A Holiday Cheat Sheet: What Your Business Needs to Know

Happy holidays from your jolly numbers nerds. Throughout the year, we’ve told you about several upcoming changes that could impact your business. As our gift to you (yeah, we’re nice like that), we’ve wrapped all these updates up in one big inclusive blog so you can find all you need to know in one spot (you’re welcome).

We’ve even thrown in a few new stocking stuffers to make sure you’re in the loop. Why? With a new presidency coming quickly, policies are bound to change, and staying up to date will help your business stay out of trouble.

Taxes

  • The deadline of the W-2 has been moved up to January 31st, rather than the typical due date at the end of February. Form 1099-MISC is also receiving this new deadline. For a refresher on when forms are due, check out this infographic.
  • Partnership tax returns and c-corporation tax returns are getting new deadlines. Partnership returns, which were previously due on April 15th, are now due on March 15th. C-corporation returns switched and are now due April 15th rather than March 15th. Of course, there are some exceptions to this based on when your business operates its fiscal year. If your corporation has a June 30th year-end, you do not get the extra month; your returns still have to be filed by September 15th. Look here for that information.

Affordable Care Act (ACA)

  • Form 1095, which previously had leniency until its March 31st due date, has now moved and become a little more strict. The form now needs to be submitted no later than January 31st to ensure your employees get this form on time. As a refresher, Form 1095 contains three different forms: 1095A, B and C.
    • Form 1095A, which is a health insurance marketplace statement, details the coverage the employee has, how much was paid for insurance and tax credits.
    • 1095B is for employers who offer health coverage with less than 50 full-time employees, while 1095C provides coverage information if your company had more than 50 full-time employees.

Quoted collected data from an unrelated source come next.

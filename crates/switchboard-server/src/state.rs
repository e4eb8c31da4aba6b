use std::time::Duration;

use switchboard_auth::Authenticator;
use switchboard_core::Deadline;
use switchboard_router::RouterEngine;

/// Shared state for all route handlers
#[derive(Clone)]
pub struct AppState {
    pub engine: RouterEngine,
    pub auth: Authenticator,
    /// Budget given to each inbound request
    pub request_timeout: Duration,
}

impl AppState {
    pub fn new(engine: RouterEngine, auth: Authenticator, request_timeout: Duration) -> Self {
        Self {
            engine,
            auth,
            request_timeout,
        }
    }

    /// Fresh deadline for a request arriving now
    pub fn deadline(&self) -> Deadline {
        Deadline::after(self.request_timeout)
    }
}
//! Shared test harness: mock upstream + in-process gateway

#![allow(dead_code)]

pub mod gateway;
pub mod mock_upstream;

pub use gateway::Gateway;
pub use mock_upstream::MockUpstream;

Form 1095 isn’t the only one with a new due date. 1094B and C have also moved up to a deadline of February 28th via snail mail, or March 31st if being submitted electronically. Form 1094 has to be provided to the IRS to report minimum essential health care coverage. In other words, it tells the IRS about the health care options your company provides. 1094B will be completed no matter the size of your business, while 1094C is for larger employers, those with 50 or more full-time employees. (Confusing? Yes, but we can help. Just ask!)

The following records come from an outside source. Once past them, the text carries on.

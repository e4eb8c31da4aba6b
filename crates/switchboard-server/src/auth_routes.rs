use axum::extract::{RawQuery, State};
use axum::response::{IntoResponse, Response};
use axum::Json;
use serde::Deserialize;
use switchboard_auth::{AuthError, extract_sources};

use crate::error::error_response;
use crate::state::AppState;

/// Body of `POST /auth/login`
#[derive(Debug, Default, Deserialize)]
pub struct LoginBody {
    /// Secret; may instead arrive via `Authorization: Bearer` or
    /// `X-API-Key`
    #[serde(default)]
    pub api_key: Option<String>,
    /// Optional model to pre-bind
    #[serde(default)]
    pub provider_name: Option<String>,
    #[serde(default)]
    pub model_name: Option<String>,
}

/// Handle `POST /auth/login`
///
/// Session routes are public paths: each validates its own credential or
/// token, so an unknown token yields 404 rather than a middleware 403.
pub async fn login(
    State(state): State<AppState>,
    headers: http::HeaderMap,
    body: Option<Json<LoginBody>>,
) -> Response {
    let body = body.map(|Json(b)| b).unwrap_or_default();

    let secret = body.api_key.clone().or_else(|| {
        let sources = extract_sources(&headers, None);
        sources.api_key_candidates().next().map(str::to_owned)
    });
    let Some(secret) = secret else {
        return error_response(&AuthError::Required);
    };

    // Optional pre-bind; the target must exist and be allowed
    let bind = match (body.provider_name, body.model_name) {
        (Some(provider), Some(model)) => {
            if state.engine.catalog().get_model(&provider, &model).is_err() {
                return error_response(&AuthError::Forbidden(format!(
                    "model {provider}/{model} does not exist"
                )));
            }
            Some((provider, model))
        }
        (None, None) => None,
        _ => {
            return error_response(&AuthError::Forbidden(
                "provider_name and model_name must be supplied together".to_owned(),
            ));
        }
    };

    match state.auth.login(&secret, bind) {
        Ok(token) => Json(serde_json::json!({
            "token": token,
            "expires_in": state.auth.sessions().ttl_seconds(),
            "message": "login successful; present this token on subsequent requests, and bind a model via /auth/bind-model",
        }))
        .into_response(),
        Err(error) => error_response(&error),
    }
}

/// Handle `POST /auth/logout`
pub async fn logout(State(state): State<AppState>, headers: http::HeaderMap, RawQuery(query): RawQuery) -> Response {
    let sources = extract_sources(&headers, query.as_deref());
    let Some(token) = sources.session_candidates().next() else {
        return error_response(&AuthError::Required);
    };

    match state.auth.logout(token) {
        Ok(()) => Json(serde_json::json!({"message": "logged out"})).into_response(),
        Err(error) => error_response(&error),
    }
}

/// Body of `POST /auth/bind-model`
#[derive(Debug, Deserialize)]
pub struct BindModelBody {
    pub provider_name: String,
    pub model_name: String,
}

/// Handle `POST /auth/bind-model`
pub async fn bind_model(
    State(state): State<AppState>,
    headers: http::HeaderMap,
    RawQuery(query): RawQuery,
    Json(body): Json<BindModelBody>,
) -> Response {
    let sources = extract_sources(&headers, query.as_deref());
    let Some(token) = sources.session_candidates().next() else {
        return error_response(&AuthError::Required);
    };

    match state.auth.bind_model(token, &body.provider_name, &body.model_name) {
        Ok(()) => Json(serde_json::json!({
            "message": format!("session bound to {}/{}", body.provider_name, body.model_name)
        }))
        .into_response(),
        Err(error) => error_response(&error),
    }
}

  • Don’t forget about the Critical ACA Compliance Test. Under this rule, certain employers, those with 50 or more employees, are required to offer coverage to at least 95 percent of their full time employees, and not doing so can result in huge penalties for your business. For more ACA updates and changes, look here.

Miscellaneous

  • Form I-9 received a face lift. A new form was released, which also included updated instructions to make completing it a little bit easier (how nice of them). Along with the new look came a new date. Employers must start using the new form by January 22, 2017.
  • A long, long time ago (okay, only a few months ago) our friends at the Department of Labor released a new overtime ruling. Under this new ruling, the overtime salary threshold almost doubled to $913/week, starting December 1, 2016. However, here we are at the end of December and this rule hasn’t gone into play. So, what’s going on? Some states weren’t quite impressed with this idea, and challenged this new ruling. Because of this challenge, the changes were put on hold. As of now, there isn’t any news on when and if this ruling will move forward, but if it does, we will keep you posted.
  • We’ve got some bad news for bitcoin. Back in November, the US Department of Justice (DOJ) asked a district court in the Northern District of California for a summons to be issued for bitcoin exchanger Coinbase Inc. This summons will potentially require the company to hand over information related to all bitcoin transactions it handled between 2013 and 2015. Then, the DOJ would share this info with the IRS to match against filed tax returns. Yikes. If your business used bitcoins through this time period, it’s time to review them with your tax advisor. Don’t have one? We can help.

There you have it: a handy cheat sheet to keep you updated on changes effecting your business. With a recent election and a new presidency transition coming soon, more changes are likely on the horizon. When these changes happen, we’ll make sure to fill you in. For now, sit back, relax and enjoy this holiday season.